Final Grades will be based on a total of 550 points,

distributed as follows:

Exam 1 - 100 points;

Exam 2 - 100 points;

Final - 150 points;

Homework - 100 points;

Projects: 100 points.

Syllabus

Introduction: Review of the linear and nonlinear dynamical systems. Examples: Duffing’s, Van der Pol’s and Lorentz systems. Geometry of the phase space. Variational methods. Symplectic structure. Nonlinear Hamiltonian systems. Integrable systems. Quasiperiodic motion. Averaging method. Discrete dynamical systems.

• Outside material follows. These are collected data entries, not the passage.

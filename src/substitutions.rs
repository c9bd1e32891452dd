//! # Substitution Graph Module
//!
//! Aggregates the recipe-local replacement declarations of the whole catalog
//! into one case-insensitive adjacency map: ingredient → substitutes.
//!
//! The graph is built once when the catalog is loaded and never changes
//! afterwards. Declarations for the same ingredient coming from different
//! recipes are appended to a single shared list, duplicates included.

use log::{debug, info};
use std::collections::HashMap;

use crate::catalog::Recipe;

/// Case-insensitive map from an ingredient to its known substitutes
#[derive(Debug, Clone, Default, PartialEq, Eq)]
pub struct SubstitutionGraph {
    edges: HashMap<String, Vec<String>>,
}

impl SubstitutionGraph {
    /// Build the graph from every recipe's local replacement mapping
    ///
    /// A declaration with an empty substitute list still creates an entry,
    /// so [`has_entry`](Self::has_entry) can tell "declared, nothing known"
    /// apart from "never declared".
    ///
    /// # Examples
    ///
    /// ```rust
    /// use recipe_finder::catalog::Catalog;
    /// use recipe_finder::substitutions::SubstitutionGraph;
    ///
    /// let catalog = Catalog::from_json_str(r#"[
    ///     {"name": "A", "ingredients": ["Milk"], "time": 5, "complexity": "light",
    ///      "replacements": {"Milk": ["Cream"]}},
    ///     {"name": "B", "ingredients": ["milk"], "time": 5, "complexity": "light",
    ///      "replacements": {"milk": ["Oat Milk"]}}
    /// ]"#)?;
    /// let graph = SubstitutionGraph::build(catalog.recipes());
    ///
    /// assert_eq!(graph.substitutes("MILK").unwrap(), ["cream", "oat milk"]);
    /// # Ok::<(), recipe_finder::catalog::LoadError>(())
    /// ```
    pub fn build(recipes: &[Recipe]) -> Self {
        let mut edges: HashMap<String, Vec<String>> = HashMap::new();

        for recipe in recipes {
            for (ingredient, substitutes) in recipe.replacements.iter() {
                let key = ingredient.to_lowercase();
                debug!(
                    "Recipe '{}' declares {} substitute(s) for '{}'",
                    recipe.name,
                    substitutes.len(),
                    key
                );
                edges
                    .entry(key)
                    .or_default()
                    .extend(substitutes.iter().map(|s| s.to_lowercase()));
            }
        }

        info!("Built substitution graph with {} ingredients", edges.len());
        Self { edges }
    }

    /// Known substitutes for an ingredient, in aggregation order
    ///
    /// Returns `None` when no recipe ever declared substitutes for it, and
    /// `Some(&[])` when a recipe declared an empty list.
    pub fn substitutes(&self, ingredient: &str) -> Option<&[String]> {
        self.edges
            .get(&ingredient.to_lowercase())
            .map(Vec::as_slice)
    }

    pub fn has_entry(&self, ingredient: &str) -> bool {
        self.edges.contains_key(&ingredient.to_lowercase())
    }

    /// Number of ingredients with an entry
    pub fn len(&self) -> usize {
        self.edges.len()
    }

    pub fn is_empty(&self) -> bool {
        self.edges.is_empty()
    }
}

The logistic map.

 

Bifurcation phenomena: Hamiltonian vector fields. Normal forms. Stable and unstable manifolds. Structural stability. Poincare maps. Liapunov exponents. Power spectra. Classification of local and global bifurcations. Strange attractors and basins of attraction. KAM theory.

 

Transition to chaos: Symbolic dynamics. Smale horseshoe map and shift map. Mathematical definition of chaos. Perturbation of homoclinic orbits. Poincare-Melnikov method. Numerical   route to chaos. Stochastic dynamical systems. Chaotic transitions in stochastic dynamical systems. Stochastic resonance.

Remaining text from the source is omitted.